Roosevelt Park occupies an irregularly shaped, 14 acre plot south of Coal Avenue between Spruce and Maple Streets. The northern part of the park is bounded by city streets, while the southern part is surrounded by a paved drive which is no longer open to traffic. The park terrain consists of a series of irregular hollows, mostly sitting below the level of the surrounding streets, with a vertical relief of about 50 ft between the lowest and highest points. The main canopy is formed by mature Siberian elm trees up to 80 ft in height, with other vegetation including juniper, blue spruce, and catalpa trees and bushes scattered throughout.

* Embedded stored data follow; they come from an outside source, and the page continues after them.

//! Range-based interest-rate table and the resolver that prices against it.
//!
//! Rows are keyed by lender, CIBIL band and loan-amount band. The table is
//! administered out-of-band (CSV import or [`InMemoryRateTable::save`]); the
//! engine only ever reads active rows through [`RateTable`].

mod loader;
mod resolver;

use std::sync::atomic::{AtomicU64, Ordering};
use std::sync::RwLock;

use chrono::{DateTime, Utc};
use serde::{Deserialize, Serialize};

use super::domain::Lender;

pub use loader::{load_rate_table_csv, load_rate_table_path, RateTableLoadError};
pub use resolver::{RateQuote, RateResolver};

pub const CIBIL_FLOOR: u16 = 300;
pub const CIBIL_CEILING: u16 = 900;

const SEED_ROWS: &str = "\
lender,cibil_min,cibil_max,amount_min,amount_max,rate_salaried,rate_non_salaried,processing_fee,active
lender_a,750,900,0,3000000,8.50,8.65,3000,true
lender_a,750,900,3000000,7500000,8.60,8.75,3000,true
lender_a,750,900,7500000,100000000,8.70,8.85,5000,true
lender_a,650,749,0,100000000,9.10,9.35,5000,true
lender_a,300,649,0,100000000,10.25,10.50,,true
lender_b,760,900,0,5000000,8.45,8.70,10000,true
lender_b,760,900,5000000,100000000,8.55,8.80,10000,true
lender_b,700,759,0,100000000,8.95,9.20,10000,true
lender_b,300,699,0,100000000,9.90,10.20,,true
";

/// One persisted rate row.
#[derive(Debug, Clone, PartialEq, Serialize, Deserialize)]
pub struct RateRangeConfig {
    pub id: u64,
    pub lender: Lender,
    pub cibil_min: u16,
    pub cibil_max: u16,
    pub amount_min: f64,
    pub amount_max: f64,
    pub rate_salaried: f64,
    pub rate_non_salaried: f64,
    #[serde(skip_serializing_if = "Option::is_none")]
    pub processing_fee: Option<f64>,
    pub active: bool,
    pub created_by: String,
    pub created_at: DateTime<Utc>,
    pub updated_at: DateTime<Utc>,
}

impl RateRangeConfig {
    /// Inclusive on both ends of both axes.
    pub fn covers(&self, cibil_score: u16, loan_amount: f64) -> bool {
        (self.cibil_min..=self.cibil_max).contains(&cibil_score)
            && loan_amount >= self.amount_min
            && loan_amount <= self.amount_max
    }
}

/// Administrative input for a new rate row, validated before it reaches the table.
#[derive(Debug, Clone, PartialEq, Serialize, Deserialize)]
pub struct RateRangeDraft {
    pub lender: Lender,
    pub cibil_min: u16,
    pub cibil_max: u16,
    pub amount_min: f64,
    pub amount_max: f64,
    pub rate_salaried: f64,
    pub rate_non_salaried: f64,
    #[serde(default)]
    pub processing_fee: Option<f64>,
    #[serde(default = "default_active")]
    pub active: bool,
}

fn default_active() -> bool {
    true
}

impl RateRangeDraft {
    pub fn validate(&self) -> Result<(), RateRangeValidationError> {
        if self.cibil_min < CIBIL_FLOOR || self.cibil_max > CIBIL_CEILING {
            return Err(RateRangeValidationError::CibilOutOfBounds {
                min: self.cibil_min,
                max: self.cibil_max,
            });
        }
        if self.cibil_min >= self.cibil_max {
            return Err(RateRangeValidationError::InvertedCibilRange {
                min: self.cibil_min,
                max: self.cibil_max,
            });
        }
        if !self.amount_min.is_finite() || !self.amount_max.is_finite() || self.amount_min < 0.0 {
            return Err(RateRangeValidationError::InvalidAmount {
                min: self.amount_min,
                max: self.amount_max,
            });
        }
        if self.amount_min >= self.amount_max {
            return Err(RateRangeValidationError::InvertedAmountRange {
                min: self.amount_min,
                max: self.amount_max,
            });
        }
        for (field, value) in [
            ("rate_salaried", self.rate_salaried),
            ("rate_non_salaried", self.rate_non_salaried),
        ] {
            if !value.is_finite() || value < 0.0 {
                return Err(RateRangeValidationError::InvalidRate { field, value });
            }
        }
        if let Some(fee) = self.processing_fee {
            if !fee.is_finite() || fee < 0.0 {
                return Err(RateRangeValidationError::NegativeProcessingFee(fee));
            }
        }
        Ok(())
    }
}

/// Rejections raised at the administrative boundary, never inside pricing.
#[derive(Debug, Clone, PartialEq, thiserror::Error)]
pub enum RateRangeValidationError {
    #[error("CIBIL range {min}-{max} must stay within 300-900")]
    CibilOutOfBounds { min: u16, max: u16 },
    #[error("CIBIL minimum {min} must be below maximum {max}")]
    InvertedCibilRange { min: u16, max: u16 },
    #[error("loan amount bounds {min}-{max} must be finite and non-negative")]
    InvalidAmount { min: f64, max: f64 },
    #[error("loan amount minimum {min} must be below maximum {max}")]
    InvertedAmountRange { min: f64, max: f64 },
    #[error("{field} must be a non-negative percentage (got {value})")]
    InvalidRate { field: &'static str, value: f64 },
    #[error("processing fee must be non-negative (got {0})")]
    NegativeProcessingFee(f64),
}

/// Read access to the rate table. Implementations may be remote and therefore fallible.
pub trait RateTable: Send + Sync {
    fn active_ranges(&self, lender: Lender) -> Result<Vec<RateRangeConfig>, RateTableError>;
}

#[derive(Debug, Clone, thiserror::Error)]
pub enum RateTableError {
    #[error("rate table unavailable: {0}")]
    Unavailable(String),
}

/// Process-local rate table guarded by a read/write lock.
#[derive(Debug, Default)]
pub struct InMemoryRateTable {
    rows: RwLock<Vec<RateRangeConfig>>,
    next_id: AtomicU64,
}

impl InMemoryRateTable {
    pub fn new() -> Self {
        Self::default()
    }

    /// Validates and stores a new row, stamping id and audit fields.
    pub fn save(
        &self,
        draft: RateRangeDraft,
        actor: &str,
    ) -> Result<RateRangeConfig, RateRangeValidationError> {
        draft.validate()?;

        let now = Utc::now();
        let row = RateRangeConfig {
            id: self.next_id.fetch_add(1, Ordering::Relaxed) + 1,
            lender: draft.lender,
            cibil_min: draft.cibil_min,
            cibil_max: draft.cibil_max,
            amount_min: draft.amount_min,
            amount_max: draft.amount_max,
            rate_salaried: draft.rate_salaried,
            rate_non_salaried: draft.rate_non_salaried,
            processing_fee: draft.processing_fee,
            active: draft.active,
            created_by: actor.to_string(),
            created_at: now,
            updated_at: now,
        };

        self.write_rows().push(row.clone());
        Ok(row)
    }

    /// Marks a row inactive so a replacement can supersede it. Returns false for unknown ids.
    pub fn deactivate(&self, id: u64) -> bool {
        let mut rows = self.write_rows();
        match rows.iter_mut().find(|row| row.id == id) {
            Some(row) => {
                row.active = false;
                row.updated_at = Utc::now();
                true
            }
            None => false,
        }
    }

    pub fn len(&self) -> usize {
        self.read_rows().len()
    }

    pub fn is_empty(&self) -> bool {
        self.len() == 0
    }

    /// Small two-lender table used by demos and when no CSV export is configured.
    pub fn seeded() -> Self {
        let table = Self::new();
        if let Err(err) = loader::load_rows_into(&table, SEED_ROWS.as_bytes(), "seed") {
            tracing::error!(error = %err, "seed rate table rejected");
        }
        table
    }

    fn read_rows(&self) -> std::sync::RwLockReadGuard<'_, Vec<RateRangeConfig>> {
        self.rows.read().unwrap_or_else(|poisoned| poisoned.into_inner())
    }

    fn write_rows(&self) -> std::sync::RwLockWriteGuard<'_, Vec<RateRangeConfig>> {
        self.rows.write().unwrap_or_else(|poisoned| poisoned.into_inner())
    }
}

impl RateTable for InMemoryRateTable {
    fn active_ranges(&self, lender: Lender) -> Result<Vec<RateRangeConfig>, RateTableError> {
        Ok(self
            .read_rows()
            .iter()
            .filter(|row| row.active && row.lender == lender)
            .cloned()
            .collect())
    }
}

#[cfg(test)]
mod tests {
    use super::*;

    fn draft() -> RateRangeDraft {
        RateRangeDraft {
            lender: Lender::LenderA,
            cibil_min: 700,
            cibil_max: 800,
            amount_min: 0.0,
            amount_max: 5_000_000.0,
            rate_salaried: 8.5,
            rate_non_salaried: 8.9,
            processing_fee: None,
            active: true,
        }
    }

    #[test]
    fn validation_rejects_inverted_and_out_of_bounds_ranges() {
        let mut inverted = draft();
        inverted.cibil_min = 800;
        assert!(matches!(
            inverted.validate(),
            Err(RateRangeValidationError::InvertedCibilRange { .. })
        ));

        let mut out_of_bounds = draft();
        out_of_bounds.cibil_max = 950;
        assert!(matches!(
            out_of_bounds.validate(),
            Err(RateRangeValidationError::CibilOutOfBounds { .. })
        ));

        let mut amounts = draft();
        amounts.amount_min = 5_000_000.0;
        assert!(matches!(
            amounts.validate(),
            Err(RateRangeValidationError::InvertedAmountRange { .. })
        ));

        let mut negative_rate = draft();
        negative_rate.rate_non_salaried = -1.0;
        assert_eq!(
            negative_rate.validate(),
            Err(RateRangeValidationError::InvalidRate {
                field: "rate_non_salaried",
                value: -1.0
            })
        );
    }

    #[test]
    fn deactivated_rows_are_hidden_from_readers() {
        let table = InMemoryRateTable::new();
        let row = table.save(draft(), "ops").expect("valid draft");
        assert_eq!(row.created_by, "ops");
        let active = table.active_ranges(Lender::LenderA).expect("readable");
        assert_eq!(active.len(), 1);

        assert!(table.deactivate(row.id));
        let active = table.active_ranges(Lender::LenderA).expect("readable");
        assert!(active.is_empty());
        assert!(!table.deactivate(9_999));
        assert_eq!(table.len(), 1);
    }

    #[test]
    fn seeded_table_covers_both_lenders() {
        let table = InMemoryRateTable::seeded();
        for lender in Lender::ALL {
            assert!(!table.active_ranges(lender).expect("readable").is_empty());
        }
        assert_eq!(table.len(), 9);

        let lender_a = table.active_ranges(Lender::LenderA).expect("readable");
        assert!(lender_a.iter().all(|row| row.created_by == "seed"));
        assert_eq!(lender_a[4].processing_fee, None);
    }
}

Amenities at the park include a playground and disc golf course.

==History==
In the 1930s, Albuquerque was experiencing rapid growth east of Downtown in the area then known as the East Mesa. The idea of building a park in the growing eastern suburbs was supported by Clyde Tingley, who was the Chairman of the City Commission at the time and was an advocate of parks and other civic improvements.
Tingley pieced together land for the project from one block of the Terrace Addition, which he persuaded the developer to donate, and an adjacent parcel belonging to Albuquerque Public Schools. The chosen site was a sandy arroyo which had previously been used as a landfill.

The park was built between 1933 and 1935 by local laborers working for the Civil Works Administration (CWA), Federal Emergency Relief Administration (FERA), and Works Progress Administration (WPA)—federal employment programs created as part of Franklin D. Roosevelt's New Deal. The total cost of the project was about $120,000. The men worked in crews of up to 300, using shovels and wheelbarrows to reshape the arroyo. The landscape architect for the project was C. Edmund "Bud" Hollied, a former superintendent of greenhouses at Cornell who had moved to Albuquerque for tuberculosis treatment. Hollied laid out an undulating, pastoral landscape planted with Siberian elms and other plants well suited to the arid climate. Originally known as Terrace Park, it was renamed for Roosevelt in 1934.

Although one of Albuquerque's most popular gathering places, Roosevelt Park developed a reputation as a dangerous area during the 1960s and 70s, with numerous violent incidents as well as ongoing issues with drug use and underage drinking. Nearby residents petitioned for improved lighting and a curfew in 1965, citing nighttime disturbances "ranging from shouts to screaming and calls for help". The ongoing trouble at Roosevelt Park and other city parks led the Albuquerque Police Department to establish an undercover "park patrol" unit in the late 1960s. Relations between the police and park-goers were tense, leading to incidents of rock-throwing and finally a full-blown riot in 1971 after police tried to arrest some teenagers for drinking beer in the park. The riot spread across the city, ultimately causing over $3 million in damage and 41 injuries.

Another much-publicized violent incident occurred in 1992, when three people were injured by gunfire during a barbecue being held by the well-known rapper MC Hammer and his entourage. By 2003 the park was still considered unsafe by neighborhood residents, and its physical condition had deteriorated significantly as well. This led the city to embark on a $2 million renovation project which included pruning trees, replacing the irrigation system, installing a playground and jogging path, and landscaping work. The project was completed in summer 2007 after 10 months of work. The park has continued to be associated with protests and activism, including hosting a large demonstration against police brutality in 2014.